For further information on PMPs and their capabilities, please visit the websites of the PMP Center of Excellence at Brandeis University and the Alliance of States with Prescription Monitoring Programs. Both organizations receive support from the Harold Rogers Prescription Drugs Monitoring Program, administered by the Bureau of Justice Assistance, U.S. Department of Justice.

Tom Clark, Clearinghouse Manager,
PMP Center of Excellence at Brandeis University

One Response to Commentary: Prescription Monitoring Programs: Fighting the Prescription Drug Abuse Epidemic

  1. John Vaughan | April 22, 2011 at 1:38 pm

    I believe if appropriate measures are taken to meet HIPPA regulations, an interstate PMP would work in identifying pts that are “Doc shopping” as well as prescribers that give out “too much” per pt. visit.
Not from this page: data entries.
impl InitializeUseCase {
    /// Creates a new InitializeUseCase.
    ///
    /// # Arguments
    ///
    /// * `source` - Where module files are read from
    /// * `anchor` - Directory all path specs are resolved against
    pub fn new(source: Arc<dyn ModuleSourcePort>, anchor: AnchorDirectory) -> Self {
        Self {
            source,
            anchor,
            started: AtomicBool::new(false),
        }
    }

    pub fn anchor(&self) -> &AnchorDirectory {
        &self.anchor
    }

    /// Whether [`execute`](Self::execute) has been called on this instance
    pub fn has_run(&self) -> bool {
        self.started.load(Ordering::SeqCst)
    }

    /// Executes initialization without progress reporting.
    pub fn execute(&self, manifest: &Manifest) -> Result<InitializeOutput, LoadError> {
        self.execute_with_progress(manifest, &NoLoadProgress)
    }

    /// Executes initialization with progress notifications.
    ///
    /// # Errors
    ///
    /// - [`LoadError::AlreadyInitialized`] - this instance already ran
    /// - [`LoadError::InvalidManifest`] - manifest validation failed
    /// - [`LoadError::InvalidPathSpec`] - a spec underflows or is malformed
    /// - [`LoadError::ModuleNotFound`] - a declared module file is missing
    /// - [`LoadError::DiscoveryScanFailed`] - a discovery directory is missing
    /// - [`LoadError::DiscoveredModuleUnreadable`] - a scanned file vanished
    pub fn execute_with_progress(
        &self,
        manifest: &Manifest,
        progress: &dyn LoadProgressNotifier,
    ) -> Result<InitializeOutput, LoadError> {
        if self.started.swap(true, Ordering::SeqCst) {
            return Err(LoadError::AlreadyInitialized);
        }

        manifest.validate()?;
        let plan = LoadPlan::build(&self.anchor, manifest)?;

        let started_at = Utc::now();
        let mut pass = LoadPass {
            source: self.source.as_ref(),
            progress,
            registry: ModuleRegistry::new(),
            skipped: Vec::new(),
        };

        info!(
            "Initializing {} phases from anchor {}",
            plan.phases.len(),
            self.anchor
        );

        let total_phases = plan.phases.len();
        for (index, phase) in plan.phases.iter().enumerate() {
            progress.on_phase_start(
                &phase.name,
                index,
                total_phases,
                phase.declared_module_count(),
            );
            let before = pass.registry.len();

            for group in &phase.groups {
                match group {
                    PlannedGroup::Package { name, modules, .. } => {
                        for module in modules {
                            pass.load_declared(&phase.name, name, module)?;
                        }
                    }
                    PlannedGroup::Discovery {
                        name, directory, ..
                    } => {
                        pass.load_discovered(&phase.name, name, directory, &plan.extension)?;
                    }
                }
            }

            let loaded = pass.registry.len() - before;
            info!("Phase {} loaded {} module(s)", phase.name, loaded);
            progress.on_phase_complete(&phase.name, loaded);
        }

        let finished_at = Utc::now();
        info!(
            "Initialization complete: {} module(s), {} skipped",
            pass.registry.len(),
            pass.skipped.len()
        );

        Ok(InitializeOutput {
            anchor: self.anchor.clone(),
            registry: pass.registry,
            skipped: pass.skipped,
            started_at,
            finished_at,
        })
    }
}

/// State of one loading pass
struct LoadPass<'a> {
    source: &'a dyn ModuleSourcePort,
    progress: &'a dyn LoadProgressNotifier,
    registry: ModuleRegistry,
    skipped: Vec<PathBuf>,
}

impl LoadPass<'_> {
    /// Returns `true` (after recording the skip) if `path` is already loaded.
    fn already_loaded(&mut self, path: &Path) -> bool {
        if !self.registry.contains(path) {
            return false;
        }
        self.progress.on_module_skipped(path);
        self.skipped.push(path.to_path_buf());
        true
    }

    fn register(&mut self, module: LoadedModule) {
        self.progress.on_module_loaded(&module);
        self.registry.register(module);
    }

    fn load_declared(
        &mut self,
        phase: &str,
        package: &str,
        module: &PlannedModule,
    ) -> Result<(), LoadError> {
        let origin = ModuleOrigin::declared(package, &module.list, &module.identifier);
        let path = module.path.as_path();

        if self.already_loaded(path) {
            debug!("Skipping {} ({} already loaded)", origin, path.display());
            return Ok(());
        }

        let source = self
            .source
            .read_module(path)
            .map_err(|source| LoadError::ModuleNotFound {
                package: package.to_string(),
                list: module.list.clone(),
                identifier: module.identifier.clone(),
                path: path.to_path_buf(),
                source,
            })?;

        debug!("Loaded {} from {}", origin, path.display());
        self.register(LoadedModule::new(origin, phase, path, source));
        Ok(())
    }

    fn load_discovered(
        &mut self,
        phase: &str,
        group: &str,
        directory: &Path,
        extension: &str,
    ) -> Result<(), LoadError> {
        let mut paths = self
            .source
            .list_modules(directory, extension)
            .map_err(|source| LoadError::DiscoveryScanFailed {
                group: group.to_string(),
                directory: directory.to_path_buf(),
                source,
            })?;
        paths.sort();

        debug!(
            "Discovered {} file(s) for {} in {}",
            paths.len(),
            group,
            directory.display()
        );
        self.progress.on_discovery(group, directory, paths.len());

        for path in paths {
            if self.already_loaded(&path) {
                warn!(
                    "Discovered module {} was already loaded; skipping",
                    path.display()
                );
                continue;
            }

            let source = self.source.read_module(&path).map_err(|source| {
                LoadError::DiscoveredModuleUnreadable {
                    group: group.to_string(),
                    path: path.clone(),
                    source,
                }
            })?;

            let file_name = path
                .file_name()
                .map(|name| name.to_string_lossy().into_owned())
                .unwrap_or_default();
            let origin = ModuleOrigin::discovered(group, file_name);
            debug!("Loaded {} from {}", origin, path.display());
            self.register(LoadedModule::new(origin, phase, path, source));
        }

        Ok(())
    }
}
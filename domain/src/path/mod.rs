//! Path resolution against a fixed anchor directory
//!
//! A [`PathSpec`] is written in one of two conventions:
//!
//! - **package-relative** `./x`: `x` under the anchor, never pops
//! - **root-relative** `../../x`: pop one anchor segment per `../`
//!
//! A spec with no marker is treated as relative to the anchor. Resolution is
//! pure path arithmetic and never touches the filesystem.
//!
//! # Example
//!
//! ```
//! use loader_domain::path::{resolve, AnchorDirectory};
//! use std::path::PathBuf;
//!
//! let anchor = AnchorDirectory::new("/a/b/c").unwrap();
//! assert_eq!(resolve(&anchor, "../../x").unwrap(), PathBuf::from("/a/x"));
//! assert_eq!(resolve(&anchor, "./x").unwrap(), PathBuf::from("/a/b/c/x"));
//! assert!(resolve(&anchor, "../../../../x").is_err());
//! ```

pub mod anchor;
pub mod spec;

pub use anchor::AnchorDirectory;
pub use spec::{PACKAGE_MARKER, PathSpec, ROOT_MARKER, SpecKind, resolve};
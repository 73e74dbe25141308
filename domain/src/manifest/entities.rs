//! Manifest entities: groups, phases and the manifest itself

use crate::core::error::DomainError;
use crate::path::PathSpec;
use serde::Serialize;
use std::collections::HashSet;

/// Extension of module files when none is configured
pub const DEFAULT_MODULE_EXTENSION: &str = "php";

/// A named, ordered list of module identifiers inside a package group
#[derive(Debug, Clone, PartialEq, Eq, Serialize)]
pub struct ModuleList {
    pub name: String,
    pub identifiers: Vec<String>,
}

impl ModuleList {
    pub fn new<I, S>(name: impl Into<String>, identifiers: I) -> Self
    where
        I: IntoIterator<Item = S>,
        S: Into<String>,
    {
        Self {
            name: name.into(),
            identifiers: identifiers.into_iter().map(Into::into).collect(),
        }
    }
}

/// A group whose members are declared up front.
///
/// Every identifier in list `L` maps to `directory/L/identifier.<ext>`.
/// A group may declare a directory and no lists at all; loading it is then
/// a no-op.
#[derive(Debug, Clone, PartialEq, Eq, Serialize)]
pub struct PackageGroup {
    name: String,
    directory: PathSpec,
    lists: Vec<ModuleList>,
}

impl PackageGroup {
    pub fn new(name: impl Into<String>, directory: PathSpec) -> Self {
        Self {
            name: name.into(),
            directory,
            lists: Vec::new(),
        }
    }

    /// Add a list at the end of the declaration order
    pub fn with_list<I, S>(mut self, name: impl Into<String>, identifiers: I) -> Self
    where
        I: IntoIterator<Item = S>,
        S: Into<String>,
    {
        self.lists.push(ModuleList::new(name, identifiers));
        self
    }

    /// Append identifiers to `list`, creating the list if it is new.
    pub fn extend_list<I, S>(&mut self, list: &str, identifiers: I)
    where
        I: IntoIterator<Item = S>,
        S: Into<String>,
    {
        let identifiers = identifiers.into_iter().map(Into::into);
        match self.lists.iter_mut().find(|l| l.name == list) {
            Some(existing) => existing.identifiers.extend(identifiers),
            None => self.lists.push(ModuleList {
                name: list.to_string(),
                identifiers: identifiers.collect(),
            }),
        }
    }

    pub fn name(&self) -> &str {
        &self.name
    }

    pub fn directory(&self) -> &PathSpec {
        &self.directory
    }

    pub fn lists(&self) -> &[ModuleList] {
        &self.lists
    }

    /// Number of declared modules across all lists
    pub fn module_count(&self) -> usize {
        self.lists.iter().map(|l| l.identifiers.len()).sum()
    }

    /// Spec of one module file, relative to the same anchor as the group
    pub fn module_spec(
        &self,
        list: &str,
        identifier: &str,
        extension: &str,
    ) -> Result<PathSpec, DomainError> {
        self.directory.join(&format!("{list}/{identifier}.{extension}"))
    }
}

/// A group whose members are found by scanning its directory at load time
#[derive(Debug, Clone, PartialEq, Eq, Serialize)]
pub struct DiscoveryGroup {
    name: String,
    directory: PathSpec,
}

impl DiscoveryGroup {
    pub fn new(name: impl Into<String>, directory: PathSpec) -> Self {
        Self {
            name: name.into(),
            directory,
        }
    }

    pub fn name(&self) -> &str {
        &self.name
    }

    pub fn directory(&self) -> &PathSpec {
        &self.directory
    }

    /// File-name pattern members must match
    pub fn file_pattern(extension: &str) -> String {
        format!("*.{extension}")
    }
}

/// One unit of a load phase
#[derive(Debug, Clone, PartialEq, Eq, Serialize)]
#[serde(tag = "kind", rename_all = "snake_case")]
pub enum LoadGroup {
    Package(PackageGroup),
    Discovery(DiscoveryGroup),
}

impl LoadGroup {
    pub fn name(&self) -> &str {
        match self {
            LoadGroup::Package(group) => group.name(),
            LoadGroup::Discovery(group) => group.name(),
        }
    }

    pub fn directory(&self) -> &PathSpec {
        match self {
            LoadGroup::Package(group) => group.directory(),
            LoadGroup::Discovery(group) => group.directory(),
        }
    }

    pub fn is_discovery(&self) -> bool {
        matches!(self, LoadGroup::Discovery(_))
    }
}

impl From<PackageGroup> for LoadGroup {
    fn from(group: PackageGroup) -> Self {
        LoadGroup::Package(group)
    }
}

impl From<DiscoveryGroup> for LoadGroup {
    fn from(group: DiscoveryGroup) -> Self {
        LoadGroup::Discovery(group)
    }
}

/// A step of the fixed loading sequence
#[derive(Debug, Clone, PartialEq, Eq, Serialize)]
pub struct LoadPhase {
    name: String,
    groups: Vec<LoadGroup>,
}

impl LoadPhase {
    pub fn new(name: impl Into<String>) -> Self {
        Self {
            name: name.into(),
            groups: Vec::new(),
        }
    }

    /// A phase holding a single group and named after it
    pub fn single(group: impl Into<LoadGroup>) -> Self {
        let group = group.into();
        Self {
            name: group.name().to_string(),
            groups: vec![group],
        }
    }

    pub fn with_group(mut self, group: impl Into<LoadGroup>) -> Self {
        self.groups.push(group.into());
        self
    }

    pub fn name(&self) -> &str {
        &self.name
    }

    pub fn groups(&self) -> &[LoadGroup] {
        &self.groups
    }
}

/// The complete loading manifest.
///
/// Phases run in the order they were added; nothing reorders them.
///
/// # Examples
///
/// ```
/// use loader_domain::{LoadPhase, Manifest, PackageGroup, PathSpec};
///
/// let models = PackageGroup::new("models", "./php".parse::<PathSpec>().unwrap())
///     .with_list("models", ["UserModel", "OrderModel"]);
///
/// let manifest = Manifest::new("php").with_phase(LoadPhase::single(models));
/// assert_eq!(manifest.declared_module_count(), 2);
/// assert!(manifest.validate().is_ok());
/// ```
#[derive(Debug, Clone, PartialEq, Eq, Serialize)]
pub struct Manifest {
    extension: String,
    phases: Vec<LoadPhase>,
}

impl Manifest {
    pub fn new(extension: impl Into<String>) -> Self {
        Self {
            extension: extension.into(),
            phases: Vec::new(),
        }
    }

    pub fn with_phase(mut self, phase: LoadPhase) -> Self {
        self.phases.push(phase);
        self
    }

    pub fn with_extension(mut self, extension: impl Into<String>) -> Self {
        self.extension = extension.into();
        self
    }

    /// Module file extension, without the dot
    pub fn extension(&self) -> &str {
        &self.extension
    }

    pub fn phases(&self) -> &[LoadPhase] {
        &self.phases
    }

    /// All groups in load order
    pub fn groups(&self) -> impl Iterator<Item = &LoadGroup> {
        self.phases.iter().flat_map(|phase| phase.groups.iter())
    }

    pub fn group(&self, name: &str) -> Option<&LoadGroup> {
        self.groups().find(|group| group.name() == name)
    }

    /// Declare more modules in an existing package group.
    ///
    /// Identifiers are appended to `list`; an unknown list is added after the
    /// group's existing lists. The phase order never changes.
    pub fn add_modules<I, S>(
        &mut self,
        group: &str,
        list: &str,
        identifiers: I,
    ) -> Result<(), DomainError>
    where
        I: IntoIterator<Item = S>,
        S: Into<String>,
    {
        let target = self
            .phases
            .iter_mut()
            .flat_map(|phase| phase.groups.iter_mut())
            .find(|g| g.name() == group)
            .ok_or_else(|| DomainError::UnknownGroup(group.to_string()))?;

        match target {
            LoadGroup::Package(package) => {
                package.extend_list(list, identifiers);
                Ok(())
            }
            LoadGroup::Discovery(_) => Err(DomainError::NotAPackageGroup(group.to_string())),
        }
    }

    /// Total number of statically declared modules
    pub fn declared_module_count(&self) -> usize {
        self.groups()
            .map(|group| match group {
                LoadGroup::Package(package) => package.module_count(),
                LoadGroup::Discovery(_) => 0,
            })
            .sum()
    }

    /// Check group names are unique and every list name and identifier is a
    /// single plain path segment.
    pub fn validate(&self) -> Result<(), DomainError> {
        let mut seen = HashSet::new();

        for group in self.groups() {
            if !seen.insert(group.name()) {
                return Err(DomainError::DuplicateGroup(group.name().to_string()));
            }

            let LoadGroup::Package(package) = group else {
                continue;
            };

            for list in package.lists() {
                for identifier in &list.identifiers {
                    if !is_plain_segment(&list.name) || !is_plain_segment(identifier) {
                        return Err(DomainError::InvalidModuleIdentifier {
                            group: package.name().to_string(),
                            list: list.name.clone(),
                            identifier: identifier.clone(),
                        });
                    }
                }
            }
        }

        Ok(())
    }
}

impl Default for Manifest {
    fn default() -> Self {
        Self::standard()
    }
}

fn is_plain_segment(value: &str) -> bool {
    !value.is_empty() && value != "." && value != ".." && !value.contains(['/', '\\'])
}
I believe that more training is needed in treating pt’s with acute pain i.e. less meds and sooner f/u. I also think the drug companies can come up with alternative ways for pain medications that can be prescribed i.e. patches, etc.that can be used for acute pain similar to one’s used for the chronic pain pt. If the modality for use is more difficult to misuse either intentionally or by mistake, that also would assist in the decrease of pt’s forgetting they took their 4PM medication & end up taking it 3-6 times, or the addict overdosing due to tolerence. This problem is multifaceted and needs all participants from the manufacturer, pharmacist, prescriber to the pt. be much more educated, responsible & accountable.